As for the molecular techniques bacteria can be observed even though they are culture negative.
The disadvantages is as with the other methods the heterogeneous distribution and finding
the focus. The contamination issue is not a problem here since the microscopy will reveal
the interaction with the tissue and whether inflammatory cells are present indicating
the bacteria are causing the infection. However also important, microscopy is really slow
and time consuming and it is often not possible to identify all the species present.
In addition to this, microscopy is also a skill one has to learn, many artefacts are
present in human tissue and samples. Just look at these pictures here… The bacteria
are really only easy to identify in the upper left picture. The 3 other pictures are likely
not bacteria even though some of it might look like it.
So another quiz question for you, what should we look for?
Should it be bacteria on the surface, should it be large biofilm or should it be bacteria and inflammation?
Based on what we've learned so far what should you look for in a microscope?
Recently we surveyed the literature to find
evidence and to understand biofilms in infections, the in vivo biofilm. As can be seen from this
list these 3 representative pictures we found the in vivo biofilm to lack these mushroom
structure, often seen in the laboratory (in vitro). Most of the biofilms in infections
were small microcolonies; they all had an additional layer of host material. This is
important since this creates additional layers for oxygen and nutritional gradients. A hallmark
was also the presence of host defence and inflammation; of course a heterogeneous distribution
and importantly many of the biofilms were not associated to surfaces most often they
were imbedded in puss or host material. Also the biofilms were often not connected to healthy
tissue. So to sum up: Both culture and molecular identification
reveal on the presence of bacteria but not on the orientation and or the distribution
of the bacteria. Microscopy does this but is slow and time consuming. However the biggest
problem so far is the sampling, to get the right samples contain the bacteria causing
the infection. We are of course working on solving this and
some of the questions we are trying to answer are:
To determine the role, if any, of the numerous bacteria identified in chronic wounds and
other chronic infections Are they all contributing to the pathogenesis?
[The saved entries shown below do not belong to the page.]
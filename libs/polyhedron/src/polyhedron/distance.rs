//! Closest-point and distance queries.

use config::constants::DISTANCE_TOLERANCE;

use super::Polyhedron;
use crate::core::vec3::Vec3;
use crate::primitives::LineSegment;

impl Polyhedron {
    /// Closest point of the solid to `point`: the point itself when it is
    /// contained, otherwise the nearest point over all faces.
    ///
    /// Returns `point` for a polyhedron without faces.
    pub fn closest_point(&self, point: Vec3) -> Vec3 {
        if self.faces.is_empty() || self.contains(point) {
            return point;
        }
        self.closest_surface_point(point, 0..self.faces.len())
    }

    /// Closest point for a convex polyhedron.
    ///
    /// Only faces whose plane has `point` in front are candidates.
    pub fn closest_point_convex(&self, point: Vec3) -> Vec3 {
        let outside: Vec<usize> = (0..self.faces.len())
            .filter(|&i| {
                self.face_plane(i)
                    .is_some_and(|p| !p.is_inside_with(point, DISTANCE_TOLERANCE))
            })
            .collect();
        if outside.is_empty() {
            return point;
        }
        self.closest_surface_point(point, outside)
    }

    fn closest_surface_point(&self, point: Vec3, faces: impl IntoIterator<Item = usize>) -> Vec3 {
        faces
            .into_iter()
            .map(|i| self.face_polygon(i).closest_point(point))
            .min_by(|a, b| {
                (*a - point)
                    .length_squared()
                    .total_cmp(&(*b - point).length_squared())
            })
            .unwrap_or(point)
    }

    /// Distance from `point` to the solid, zero inside.
    pub fn distance(&self, point: Vec3) -> f64 {
        (self.closest_point(point) - point).length()
    }

    /// Closest pair `(on_polyhedron, on_segment)`.
    ///
    /// When the segment touches the solid both points coincide at a shared
    /// point.
    pub fn closest_point_to_segment(&self, segment: &LineSegment) -> (Vec3, Vec3) {
        if self.contains(segment.a) {
            return (segment.a, segment.a);
        }
        if self.contains(segment.b) {
            return (segment.b, segment.b);
        }
        (0..self.faces.len())
            .map(|i| self.face_polygon(i).closest_point_to_segment(segment))
            .min_by(|(a0, a1), (b0, b1)| {
                (*a0 - *a1)
                    .length_squared()
                    .total_cmp(&(*b0 - *b1).length_squared())
            })
            .unwrap_or((segment.a, segment.a))
    }
}
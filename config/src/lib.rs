//! # Config Crate
//!
//! Centralized configuration constants for the polyhedron kernel.
//! All tolerances and tunable parameters are defined here to ensure
//! consistency across crates and easy configuration management.
//!
//! ## Usage
//!
//! ```rust
//! use config::constants::{DISTANCE_TOLERANCE, EPSILON};
//!
//! // Use EPSILON for algebraic degeneracy checks
//! let value: f64 = 1e-11;
//! assert!(value.abs() < EPSILON);
//!
//! // Use DISTANCE_TOLERANCE for half-space sidedness
//! let signed_distance = -0.25;
//! assert!(signed_distance <= DISTANCE_TOLERANCE);
//! ```
//!
//! ## Design Principles
//!
//! - **Single Source of Truth**: All constants defined once, used everywhere
//! - **No Dependencies**: Pure configuration values
//! - **Tunable**: [`constants::GlobalConfig`] lets callers override defaults

pub mod constants;

#[cfg(test)]
mod tests;
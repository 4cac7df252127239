//! Outbound chat interception.
//!
//! Every chat packet on its way to a player passes through
//! [`ChatInterceptor::on_packet_sending`]. Messages worth translating are
//! stored and the packet is rewritten so that hovering shows a hint and
//! clicking runs `<translate command> <message id>`.
//!
//! Signed player chat is always real player text and is always offered.
//! System chat mixes plugin broadcasts with relayed chat, so it is only offered
//! when the configured patterns extract text from it.
//!
//! Interception never drops a packet. Any failure leaves the packet as it was.

use anyhow::{Context, Result};
use std::sync::Arc;
use tracing::{debug, warn};
use uuid::Uuid;

use crate::chat_type::ChatTypeRegistry;
use crate::component::{ClickEvent, Component, HoverEvent};
use crate::packet::{ClientboundPacket, PacketEvent, Player, PlayerChatPacket, SystemChatPacket};
use crate::pattern::PatternExtractor;
use crate::store::{ChatStore, MessageId};

const HOVER_KEY: &str = "translate.hover";
const HOVER_COLOR: &str = "gray";

/// What the host should send in place of the intercepted packet.
#[derive(Debug, Clone, PartialEq)]
pub enum PacketAction {
    /// Send the original packet unchanged
    PassThrough,
    Replace(ClientboundPacket),
}

impl PacketAction {
    /// The packet to deliver, given the original.
    pub fn into_packet(self, original: ClientboundPacket) -> ClientboundPacket {
        match self {
            PacketAction::PassThrough => original,
            PacketAction::Replace(packet) => packet,
        }
    }
}

/// One intercepted chat message, reduced to what gets stored.
#[derive(Debug, Clone, PartialEq)]
pub struct NormalizedChatMessage {
    /// Text as the player would read it
    pub display_text: String,
    /// JSON form of the displayed component
    pub serialized: String,
    pub user_id: Uuid,
    pub user_name: String,
}

/// Add the translate hover hint and click command to `content`.
///
/// The events are set on the root node, so the whole message is the affordance
/// and the existing children keep their own formatting.
pub fn attach_translate_affordance(
    content: Component,
    command: &str,
    message_id: MessageId,
    hover_hint: &str,
) -> Component {
    content
        .hover_event(HoverEvent::show_text(
            Component::text(hover_hint).color(HOVER_COLOR),
        ))
        .click_event(ClickEvent::run_command(format!("{command} {message_id}")))
}

pub struct ChatInterceptor {
    store: Arc<dyn ChatStore>,
    extractor: Arc<PatternExtractor>,
    chat_types: Arc<ChatTypeRegistry>,
    translate_command: String,
}

impl ChatInterceptor {
    pub fn new(
        store: Arc<dyn ChatStore>,
        extractor: Arc<PatternExtractor>,
        chat_types: Arc<ChatTypeRegistry>,
        translate_command: impl Into<String>,
    ) -> Self {
        Self {
            store,
            extractor,
            chat_types,
            translate_command: translate_command.into(),
        }
    }

    /// Decide what to send in place of an outbound packet.
    pub async fn on_packet_sending(&self, event: &PacketEvent) -> PacketAction {
        let result = match &event.packet {
            ClientboundPacket::PlayerChat(packet) => self.on_player_chat(&event.player, packet).await,
            ClientboundPacket::SystemChat(packet) => self.on_system_chat(&event.player, packet).await,
        };

        result.unwrap_or_else(|e| {
            warn!(
                "Passing chat packet for {} through unmodified: {:#}",
                event.player.name, e
            );
            PacketAction::PassThrough
        })
    }

    async fn on_player_chat(&self, player: &Player, packet: &PlayerChatPacket) -> Result<PacketAction> {
        let message = packet
            .unsigned_content
            .as_deref()
            .cloned()
            .unwrap_or_else(|| Component::text(packet.body.content.clone()));

        let Some(chat_type) = self.chat_types.resolve(&packet.chat_type) else {
            warn!(
                "Don't know how to process packet with unknown chat type {}",
                packet.chat_type.chat_type
            );
            return Ok(PacketAction::PassThrough);
        };

        // Flatten the decorated message; the replacement is plain text
        let display = Component::text(chat_type.decorate(&message).plain_text());
        let normalized = NormalizedChatMessage {
            display_text: display.text.clone(),
            serialized: display
                .to_json()
                .context("Failed to serialize decorated chat")?,
            user_id: player.id,
            user_name: player.name.clone(),
        };

        let content = self
            .offer_translation(display, &normalized, &message.plain_text())
            .await?;

        Ok(PacketAction::Replace(ClientboundPacket::SystemChat(
            SystemChatPacket::chat(content),
        )))
    }

    async fn on_system_chat(&self, player: &Player, packet: &SystemChatPacket) -> Result<PacketAction> {
        let component = match Component::from_json(&packet.content) {
            Ok(component) => component,
            Err(e) => {
                debug!("Ignoring system chat that is not a text component: {}", e);
                return Ok(PacketAction::PassThrough);
            }
        };

        let normalized = NormalizedChatMessage {
            display_text: component.plain_text(),
            serialized: packet.content.clone(),
            user_id: player.id,
            user_name: player.name.clone(),
        };

        let Some(text) = self.extractor.extract(
            &normalized.display_text,
            normalized.user_id,
            &normalized.user_name,
        ) else {
            return Ok(PacketAction::PassThrough);
        };

        let content = self.offer_translation(component, &normalized, &text).await?;

        Ok(PacketAction::Replace(ClientboundPacket::SystemChat(
            SystemChatPacket {
                content,
                overlay: packet.overlay,
            },
        )))
    }

    /// Store the message and return the JSON of `content` with the affordance attached.
    async fn offer_translation(
        &self,
        content: Component,
        message: &NormalizedChatMessage,
        translatable: &str,
    ) -> Result<String> {
        // Look up the viewer first so a failure here leaves nothing stored
        let viewer_language = self
            .store
            .user_default_language(message.user_id)
            .await
            .context("Failed to look up viewer language")?;
        let message_id = self
            .store
            .add_message(&message.serialized, translatable)
            .await
            .context("Failed to store chat message")?;

        let hint = self
            .store
            .translation(HOVER_KEY, viewer_language.as_deref())
            .await;

        debug!(
            "Offering translation of message {} to {}",
            message_id, message.user_name
        );

        attach_translate_affordance(content, &self.translate_command, message_id, &hint)
            .to_json()
            .context("Failed to serialize rewritten chat")
    }
}
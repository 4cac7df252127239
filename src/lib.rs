//! Click-to-translate for game chat.
//!
//! Outbound chat packets are normalized to plain text, checked against the
//! configured patterns, stored, and rewritten with a hover hint and a click
//! command that asks for a translation. New players get a default language
//! picked from their location.

pub mod chat_type;
pub mod component;
pub mod config;
pub mod geolocation;
pub mod i18n;
pub mod interceptor;
pub mod onboarding;
pub mod packet;
pub mod pattern;
pub mod retry;
pub mod server;
pub mod store;
use anyhow::{Context, Result};
use serde::Deserialize;
use std::path::Path;

const DEFAULT_MATCH_CONFIG_PATH: &str = "config/match.json";

#[derive(Debug, thiserror::Error)]
pub enum ConfigError {
    #[error("invalid pattern syntax in `{pattern}`: {source}")]
    InvalidPatternSyntax {
        pattern: String,
        #[source]
        source: regex::Error,
    },

    #[error("failed to read {path}: {source}")]
    Io {
        path: String,
        #[source]
        source: std::io::Error,
    },

    #[error("failed to parse {path}: {source}")]
    Parse {
        path: String,
        #[source]
        source: serde_json::Error,
    },
}

#[derive(Debug, Clone)]
pub struct Config {
    // Bridge
    pub bind_addr: String,
    pub bridge_api_key: Option<String>,

    // Matching
    pub match_config_path: String,
    pub match_include: Vec<String>,

    // Geolocation
    pub geolocation_api_url: String,

    // Affordance
    pub translate_command: String,
}

/// The `match` section of the match config document.
#[derive(Debug, Clone, Default, Deserialize)]
pub struct MatchConfig {
    #[serde(default)]
    pub include: Vec<String>,
}

#[derive(Debug, Deserialize)]
struct MatchDocument {
    #[serde(rename = "match", default)]
    matching: MatchConfig,
}

impl MatchConfig {
    /// Load `{"match": {"include": [...]}}` from a JSON file.
    pub fn load(path: impl AsRef<Path>) -> Result<Self, ConfigError> {
        let path = path.as_ref();
        let content = std::fs::read_to_string(path).map_err(|source| ConfigError::Io {
            path: path.display().to_string(),
            source,
        })?;
        Self::parse(&content).map_err(|source| ConfigError::Parse {
            path: path.display().to_string(),
            source,
        })
    }

    pub fn parse(json: &str) -> serde_json::Result<Self> {
        let document: MatchDocument = serde_json::from_str(json)?;
        Ok(document.matching)
    }
}

impl Config {
    pub fn from_env() -> Result<Self> {
        let explicit_match_path = std::env::var("MATCH_CONFIG_PATH").ok();
        let match_config_path = explicit_match_path
            .clone()
            .unwrap_or_else(|| DEFAULT_MATCH_CONFIG_PATH.to_string());

        // Only an explicitly configured file has to exist
        let match_include = if explicit_match_path.is_none()
            && !Path::new(&match_config_path).exists()
        {
            Vec::new()
        } else {
            MatchConfig::load(&match_config_path)
                .context("Failed to load match configuration")?
                .include
        };

        Ok(Self {
            // Bridge
            bind_addr: std::env::var("BIND_ADDR").unwrap_or_else(|_| "0.0.0.0:8080".to_string()),
            bridge_api_key: std::env::var("BRIDGE_API_KEY")
                .ok()
                .filter(|key| !key.is_empty()),

            // Matching
            match_config_path,
            match_include,

            // Geolocation
            geolocation_api_url: std::env::var("GEOLOCATION_API_URL")
                .unwrap_or_else(|_| "http://ip-api.com".to_string()),

            // Affordance
            translate_command: std::env::var("TRANSLATE_COMMAND")
                .unwrap_or_else(|_| "/translate".to_string()),
        })
    }
}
Are they all situated as biofilms? Are they all homogenous distributed?
Do the anaerobes play a role? In addition, can we find an inflammatory marker
which can be used to diagnose the presence of bacterial biofilms? We need to know if
bacteria or fungi are present to initiate treatment, and early diagnosis is equal to
early treatment maybe before the bacteria situate themselves in biofilms and become
chronic. So are we totally lost if we cannot see or
find anything? No we can still look at the patient:
We can look at the medical history of the patient, does he or she have any predisposing
factors such implanted medical devices, cystic fibrosis, diabetes obesity act.
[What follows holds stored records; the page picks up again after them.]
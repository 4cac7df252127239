//! Language registry: Single source of truth for all supported languages.
//!
//! Codes follow the translation backend's conventions (`EN-US`, `ZH-HANS`, ...),
//! so a player's stored default language can be passed to it unchanged. The
//! registry is a singleton initialised on first access with `OnceLock`.

use std::sync::OnceLock;

use crate::i18n::strings::{
    LanguageStrings, CHINESE_STRINGS, ENGLISH_STRINGS, FRENCH_STRINGS, GERMAN_STRINGS,
    JAPANESE_STRINGS, SPANISH_STRINGS,
};

/// Configuration for a supported language.
#[derive(Debug, Clone)]
pub struct LanguageConfig {
    /// Upper-case language code (e.g., "EN-US", "ZH-HANS", "JA")
    pub code: &'static str,

    /// English name of the language
    pub name: &'static str,

    /// Native name of the language
    pub native_name: &'static str,

    /// Whether this language is used when a player has none set (only one should be true)
    pub is_fallback: bool,

    /// Localized interface strings
    pub strings: &'static LanguageStrings,
}

/// Global language registry singleton.
pub struct LanguageRegistry {
    languages: Vec<LanguageConfig>,
}

static REGISTRY: OnceLock<LanguageRegistry> = OnceLock::new();

impl LanguageRegistry {
    /// Get the global language registry instance.
    pub fn get() -> &'static LanguageRegistry {
        REGISTRY.get_or_init(|| LanguageRegistry {
            languages: default_languages(),
        })
    }

    /// Get a language configuration by its code, ignoring case.
    pub fn get_by_code(&self, code: &str) -> Option<&LanguageConfig> {
        self.languages
            .iter()
            .find(|lang| lang.code.eq_ignore_ascii_case(code))
    }

    /// All languages, in registry order.
    pub fn list_all(&self) -> Vec<&LanguageConfig> {
        self.languages.iter().collect()
    }

    /// The language used when a player has no (or an unknown) default.
    ///
    /// # Panics
    /// Panics if the registry does not define exactly one fallback language.
    pub fn fallback(&self) -> &LanguageConfig {
        let fallbacks: Vec<_> = self
            .languages
            .iter()
            .filter(|lang| lang.is_fallback)
            .collect();

        match fallbacks.len() {
            0 => panic!("No fallback language found in registry"),
            1 => fallbacks[0],
            _ => panic!("Multiple fallback languages found in registry"),
        }
    }

    /// Resolve an optional code to a configured language, falling back when
    /// unset or unknown.
    pub fn resolve(&self, code: Option<&str>) -> &LanguageConfig {
        code.and_then(|code| self.get_by_code(code))
            .unwrap_or_else(|| self.fallback())
    }

    pub fn is_supported(&self, code: &str) -> bool {
        self.get_by_code(code).is_some()
    }
}

fn default_languages() -> Vec<LanguageConfig> {
    vec![
        LanguageConfig {
            code: "EN-US",
            name: "English (American)",
            native_name: "English",
            is_fallback: true,
            strings: &ENGLISH_STRINGS,
        },
        LanguageConfig {
            code: "EN-GB",
            name: "English (British)",
            native_name: "English",
            is_fallback: false,
            strings: &ENGLISH_STRINGS,
        },
        LanguageConfig {
            code: "ZH-HANS",
            name: "Chinese (simplified)",
            native_name: "简体中文",
            is_fallback: false,
            strings: &CHINESE_STRINGS,
        },
        LanguageConfig {
            code: "JA",
            name: "Japanese",
            native_name: "日本語",
            is_fallback: false,
            strings: &JAPANESE_STRINGS,
        },
        LanguageConfig {
            code: "ES",
            name: "Spanish",
            native_name: "Español",
            is_fallback: false,
            strings: &SPANISH_STRINGS,
        },
        LanguageConfig {
            code: "DE",
            name: "German",
            native_name: "Deutsch",
            is_fallback: false,
            strings: &GERMAN_STRINGS,
        },
        LanguageConfig {
            code: "FR",
            name: "French",
            native_name: "Français",
            is_fallback: false,
            strings: &FRENCH_STRINGS,
        },
    ]
}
We can look at recurrence of infection; does the patient experience an infection over and
over again, especially if it is the same bacterial species and even more suspicious if it is
the same bacterial strain? This indicates that a biofilm reservoir is present somewhere.
Does the patient have a history of antibiotic failure or persistent infection despite adequate
choice of antibiotics? Does the patient have evidence of local or
systemic signs and symptoms of infection that resolve with antibiotic therapy only to recur
after therapy has stopped? This all adds up to the diagnosis of a biofilm infection.